13 in Hong Kong fall victim to suspected food poisoning after eating Taiwan sandwich brand
Centre for Health Protection investigating after 12 women and one man fall ill after consuming foods from Horng Ryen Jen Cake and Biscuits Store
Thirteen people have fallen victim to suspected food poisoning after eating a well-known brand of sandwich from Taiwan.
The Centre for Health Protection was investigating after 12 women and one man aged between 23 and 61 developed symptoms of gastroenteritis such as abdominal pain, vomiting, diarrhoea and fever after eating sandwiches from Horng Ryen Jen Cake and Biscuits Store, a popular shop in Taichung.
Ten people sought medical help, three of whom were admitted to hospital.
Two of those hospitalised had been discharged as of Friday night, but one was still in Prince of Wales Hospital in Sha Tin.
The sandwiches were obtained from three different sources. In the first case, four women ordered 24 sandwiches via a Facebook page named Peachy Sweet and collected them from a store on the third floor of the Argyle Centre in Mong Kok on July 25. They did not follow package instructions on storing the sandwiches before consumption. All of them visited doctors, while one was sent to Pamela Youde Nethersole Eastern Hospital in Chai Wan and later discharged.
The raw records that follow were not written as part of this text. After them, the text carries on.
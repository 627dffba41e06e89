mod comment;
mod file;
mod history;
mod project;
mod ticket;
mod user;

pub use comment::*;
pub use file::*;
pub use history::*;
pub use project::*;
pub use ticket::*;
pub use user::*;
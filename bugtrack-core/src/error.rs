use thiserror::Error;

#[derive(Debug, Error)]
pub enum StoreError {
    /// Role code or group name missing from the static registry.
    #[error("configuration error: {0}")]
    Configuration(String),

    #[error("{0} not found")]
    NotFound(&'static str),

    #[error("invalid input: {0}")]
    InvalidInput(String),

    #[error(transparent)]
    Sqlite(#[from] rusqlite::Error),

    #[error(transparent)]
    Io(#[from] std::io::Error),
}

pub type Result<T> = std::result::Result<T, StoreError>;
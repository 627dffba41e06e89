//! Per-view guard chain, evaluated in order: authentication, permission
//! code, then (for record-scoped views) a relationship predicate against
//! the specific record. Each stage recovers a failure as a redirect.

use axum::http::header::{AUTHORIZATION, REFERER};
use axum::http::HeaderMap;
use uuid::Uuid;

use bugtrack_core::models::{Project, Role, Ticket, User};
use bugtrack_core::Permission;

use super::{ApiError, AppState};

fn bearer_token(headers: &HeaderMap) -> Option<Uuid> {
    let value = headers.get(AUTHORIZATION)?.to_str().ok()?;
    let token = value.strip_prefix("Bearer ")?;
    Uuid::parse_str(token.trim()).ok()
}

/// Stage (a): resolve the requester from the session token, or redirect
/// to the login page.
pub fn require_user(state: &AppState, headers: &HeaderMap) -> Result<User, ApiError> {
    let token = bearer_token(headers).ok_or_else(|| ApiError::redirect("/login"))?;
    state
        .db
        .get_session_user(token)?
        .ok_or_else(|| ApiError::redirect("/login"))
}

/// Stage (b): check the required permission, or redirect to the dashboard.
pub fn require_permission(
    state: &AppState,
    user: &User,
    perm: Permission,
) -> Result<(), ApiError> {
    if state.db.has_permission(user.id, perm)? {
        Ok(())
    } else {
        tracing::debug!(user = %user.username, perm = perm.codename(), "permission denied");
        Err(ApiError::redirect("/"))
    }
}

/// Stage (c) failure target: the referring page, or the dashboard.
pub fn back_or_home(headers: &HeaderMap) -> ApiError {
    let target = headers
        .get(REFERER)
        .and_then(|v| v.to_str().ok())
        .unwrap_or("/");
    ApiError::redirect(target)
}

fn is_administrator(state: &AppState, user: &User) -> Result<bool, ApiError> {
    Ok(state
        .db
        .is_in_group(user.id, Role::Administrator.group_name())?)
}

/// Relationship predicate for project detail: Administrator, the project's
/// manager, or a member of its assigned personnel.
pub fn can_view_project(
    state: &AppState,
    user: &User,
    project: &Project,
) -> Result<bool, ApiError> {
    if is_administrator(state, user)? {
        return Ok(true);
    }
    if project.manager_id == Some(user.id) {
        return Ok(true);
    }
    Ok(state.db.is_assigned_to_project(project.id, user.id)?)
}

/// Relationship predicate for ticket detail: Administrator, the assigned
/// developer, or the submitter.
pub fn can_view_ticket(state: &AppState, user: &User, ticket: &Ticket) -> Result<bool, ApiError> {
    if is_administrator(state, user)? {
        return Ok(true);
    }
    if ticket.assigned_developer_id == Some(user.id) && user.role == Role::Developer {
        return Ok(true);
    }
    Ok(ticket.submitter_id == user.id && user.role == Role::Submitter)
}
Peachy Sweet sells skin care and make-up products and its store is on the third floor of the Argyle Centre Phase One. A website using the same name and logo was contacted by the Post on Friday night. “We don’t sell sandwiches … [The incident] does not have anything to do with us,” a staff member said.
In the second case, three women and a man bought six sandwiches from Apita supermarket in Taikoo Shing on July 28. Two saw doctors, and one of those was still in Prince of Wales Hospital on Friday night.
The victims in the other two cases bought the sandwiches from City’super at Harbour City in Tsim Sha Tsui on July 24 and 27. One was sent to Tuen Mun Hospital and has since been discharged.
The victim still in hospital was said to be in a stable condition.
“Members of the public should avoid consuming cooked or ready-to-eat food that has been kept at room temperature for several hours,” a spokesman for the centre said.